* [The problem]
Show the lines below that contain the string "await".
■ ■ ■ ■ ■ ■ ■
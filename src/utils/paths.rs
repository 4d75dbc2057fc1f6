//! Cross-Platform Path Utilities
//!
//! Resolves the per-platform application data root (the safety floor that
//! move operations never delete from), the storage configuration file path,
//! and provides the path math used by conflict detection.

use std::path::{Component, Path, PathBuf};

use chrono::{SecondsFormat, Utc};

use crate::utils::error::{StorageError, StorageResult};

/// Directory name of the application inside the platform data dir
pub const APP_DIR_NAME: &str = "sceneweave";

/// File name of the storage configuration file
pub const STORAGE_CONFIG_FILE: &str = "storage-config.json";

/// Get the immutable per-platform user-data root for the application
/// (e.g. `~/.local/share/sceneweave`, `%APPDATA%\sceneweave`).
///
/// This directory is the safety floor: data nested inside it is never
/// deleted by a storage move.
pub fn app_data_root() -> StorageResult<PathBuf> {
    dirs::data_dir()
        .map(|d| d.join(APP_DIR_NAME))
        .ok_or_else(|| StorageError::config("Could not determine platform data directory"))
}

/// Default base path for project and media data when none is configured.
/// The default lives inside the user-data root, so its subtrees survive
/// a later move to a custom location.
pub fn default_base_path() -> StorageResult<PathBuf> {
    app_data_root()
}

/// Path of the storage configuration file. Deliberately outside the movable
/// base path, so relocating the data tree cannot orphan the configuration.
pub fn storage_config_path() -> StorageResult<PathBuf> {
    Ok(app_data_root()?.join(STORAGE_CONFIG_FILE))
}

/// Lexically normalize a path: resolve `.` and `..` segments without
/// touching the filesystem (the target of a move may not exist yet).
pub fn normalize_path(path: &Path) -> PathBuf {
    let mut parts: Vec<Component> = Vec::new();
    for component in path.components() {
        match component {
            Component::CurDir => {}
            Component::ParentDir => {
                match parts.last() {
                    Some(Component::Normal(_)) => {
                        parts.pop();
                    }
                    Some(Component::RootDir) | Some(Component::Prefix(_)) => {}
                    _ => parts.push(component),
                }
            }
            other => parts.push(other),
        }
    }
    parts.iter().map(|c| c.as_os_str()).collect()
}

/// Whether `child` is the same path as `ancestor` or nested anywhere
/// beneath it, compared lexically after normalization.
pub fn path_contains(ancestor: &Path, child: &Path) -> bool {
    let ancestor = normalize_path(ancestor);
    let child = normalize_path(child);
    child.starts_with(&ancestor)
}

/// Whether two paths conflict for a move: either one containing the other
/// (including equality) makes an item-by-item copy self-referential.
pub fn paths_conflict(a: &Path, b: &Path) -> bool {
    path_contains(a, b) || path_contains(b, a)
}

/// Filesystem-safe UTC timestamp slug for export and backup directory
/// names: RFC 3339 with `:` and `.` replaced by `-`
/// (e.g. `2026-08-23T10-42-07-512Z`).
pub fn timestamp_slug() -> String {
    Utc::now()
        .to_rfc3339_opts(SecondsFormat::Millis, true)
        .replace([':', '.'], "-")
}
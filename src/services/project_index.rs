//! Project Index Service
//!
//! Loads the global `projects` store, publishes the known project set and
//! active project id into the routing context, and opens the hydration gate
//! the routers wait on. Writes to the index flow back through here so the
//! context never goes stale.

use std::sync::Arc;

use tracing::warn;

use crate::context::StorageContext;
use crate::models::envelope::StoreSnapshot;
use crate::models::project::ProjectIndexState;
use crate::models::stores::STORE_PROJECTS;
use crate::storage::kv::KvStore;
use crate::utils::error::{StorageError, StorageResult};

/// Service owning the global project index store
pub struct ProjectIndexService {
    kv: Arc<dyn KvStore>,
    context: Arc<StorageContext>,
}

impl ProjectIndexService {
    pub fn new(kv: Arc<dyn KvStore>, context: Arc<StorageContext>) -> Self {
        Self { kv, context }
    }

    /// Load the index, publish it, and open the hydration gate.
    ///
    /// The gate opens even when the load fails: a fresh install has no
    /// index file, and a malformed one must not deadlock every router call
    /// behind a gate that will never open. Failures are logged and an empty
    /// index is published instead.
    pub async fn hydrate(&self) -> ProjectIndexState {
        let state = match self.load().await {
            Ok((state, _version)) => state,
            Err(e) => {
                warn!("Project index failed to load, starting with an empty index: {}", e);
                ProjectIndexState::default()
            }
        };

        self.publish(&state).await;
        self.context.mark_hydrated();
        state
    }

    /// Read the index store. A missing file yields the default empty index.
    pub async fn load(&self) -> StorageResult<(ProjectIndexState, u64)> {
        match self.kv.get_item(STORE_PROJECTS).await? {
            Some(raw) => {
                let snapshot = StoreSnapshot::from_json(&raw)?;
                let state: ProjectIndexState = serde_json::from_value(snapshot.state)?;
                Ok((state, snapshot.version))
            }
            None => Ok((ProjectIndexState::default(), 0)),
        }
    }

    /// Persist the index and republish it to the routing context
    pub async fn save(&self, state: &ProjectIndexState, version: u64) -> StorageResult<()> {
        let snapshot = StoreSnapshot::new(serde_json::to_value(state)?, version);
        self.kv
            .set_item(STORE_PROJECTS, &snapshot.to_json()?)
            .await?;
        self.publish(state).await;
        Ok(())
    }

    /// Switch the active project, which must be listed in the index
    pub async fn set_active(&self, project_id: Option<String>) -> StorageResult<()> {
        let (mut state, version) = self.load().await?;
        if let Some(id) = &project_id {
            if !state.contains(id) {
                return Err(StorageError::validation(format!(
                    "unknown project id: {id}"
                )));
            }
        }
        state.active_project_id = project_id;
        self.save(&state, version).await
    }

    async fn publish(&self, state: &ProjectIndexState) {
        self.context
            .publish_index(state.project_ids(), state.active_project_id.clone())
            .await;
    }
}
//! Storage Layer
//!
//! The key-value persistence primitive and the JSON config that locates it.

pub mod config;
pub mod kv;

pub use config::StorageConfigService;
pub use kv::{FileKvStore, KvStore};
■ ■ ■ ■ ■ ■ ■
* [Solution to this problem]
        let state = match self.load().await {
        self.publish(&state).await;
        match self.kv.get_item(STORE_PROJECTS).await? {
            .await?;
        self.publish(state).await;
        let (mut state, version) = self.load().await?;
        self.save(&state, version).await
            .await;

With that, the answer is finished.